"""
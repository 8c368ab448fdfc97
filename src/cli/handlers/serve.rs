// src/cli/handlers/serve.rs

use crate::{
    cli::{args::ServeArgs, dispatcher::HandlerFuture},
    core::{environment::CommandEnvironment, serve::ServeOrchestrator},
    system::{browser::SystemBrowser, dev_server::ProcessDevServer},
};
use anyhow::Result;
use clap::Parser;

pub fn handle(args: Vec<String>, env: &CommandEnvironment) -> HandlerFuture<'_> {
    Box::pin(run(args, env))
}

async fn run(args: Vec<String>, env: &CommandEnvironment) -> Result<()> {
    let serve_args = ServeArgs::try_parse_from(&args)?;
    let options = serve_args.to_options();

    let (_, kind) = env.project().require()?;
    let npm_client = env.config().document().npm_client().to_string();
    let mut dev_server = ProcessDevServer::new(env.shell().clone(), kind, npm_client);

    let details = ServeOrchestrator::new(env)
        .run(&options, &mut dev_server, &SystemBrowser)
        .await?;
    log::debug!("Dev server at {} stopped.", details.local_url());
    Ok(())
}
"""
"""
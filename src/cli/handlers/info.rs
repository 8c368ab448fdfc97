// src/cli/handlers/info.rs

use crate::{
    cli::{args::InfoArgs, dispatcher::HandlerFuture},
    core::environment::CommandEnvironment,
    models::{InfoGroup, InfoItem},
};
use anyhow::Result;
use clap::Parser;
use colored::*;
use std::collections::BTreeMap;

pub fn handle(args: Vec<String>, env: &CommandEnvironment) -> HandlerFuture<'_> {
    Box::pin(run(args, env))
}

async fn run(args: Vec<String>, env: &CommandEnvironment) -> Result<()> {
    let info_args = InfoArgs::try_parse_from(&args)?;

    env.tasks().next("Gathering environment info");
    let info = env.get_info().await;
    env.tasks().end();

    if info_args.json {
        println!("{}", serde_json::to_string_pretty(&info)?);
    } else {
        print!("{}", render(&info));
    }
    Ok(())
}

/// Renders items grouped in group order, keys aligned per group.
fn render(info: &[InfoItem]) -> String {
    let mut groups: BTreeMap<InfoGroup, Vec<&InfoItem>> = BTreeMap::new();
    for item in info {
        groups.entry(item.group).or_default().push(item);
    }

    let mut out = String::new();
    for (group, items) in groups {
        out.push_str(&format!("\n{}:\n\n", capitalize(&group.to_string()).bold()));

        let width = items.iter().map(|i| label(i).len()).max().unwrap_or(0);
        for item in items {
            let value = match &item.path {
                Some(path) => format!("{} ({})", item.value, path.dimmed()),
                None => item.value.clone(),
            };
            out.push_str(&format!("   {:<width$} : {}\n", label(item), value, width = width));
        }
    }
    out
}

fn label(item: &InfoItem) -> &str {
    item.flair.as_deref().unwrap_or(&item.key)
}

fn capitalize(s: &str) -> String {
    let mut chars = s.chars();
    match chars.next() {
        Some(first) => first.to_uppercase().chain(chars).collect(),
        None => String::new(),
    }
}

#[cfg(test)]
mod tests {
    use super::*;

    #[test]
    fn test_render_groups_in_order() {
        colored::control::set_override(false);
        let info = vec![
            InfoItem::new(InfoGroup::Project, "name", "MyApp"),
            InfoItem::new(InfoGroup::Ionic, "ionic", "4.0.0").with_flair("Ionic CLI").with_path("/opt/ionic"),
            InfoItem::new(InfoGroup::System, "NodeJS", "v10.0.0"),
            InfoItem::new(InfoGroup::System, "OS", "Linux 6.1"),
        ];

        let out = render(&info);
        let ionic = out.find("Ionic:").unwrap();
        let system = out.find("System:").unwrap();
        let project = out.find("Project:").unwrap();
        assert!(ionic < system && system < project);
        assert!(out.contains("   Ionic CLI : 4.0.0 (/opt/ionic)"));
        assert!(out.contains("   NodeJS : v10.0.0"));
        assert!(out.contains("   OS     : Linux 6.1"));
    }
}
"""
Required work ::
Whenever a line of the data holds the string "handlers", pick that line out.

Result for this exercise ::
filename src/cli/handlers/serve.rs
// src/cli/handlers/serve.rs
filename src/cli/handlers/info.rs
// src/cli/handlers/info.rs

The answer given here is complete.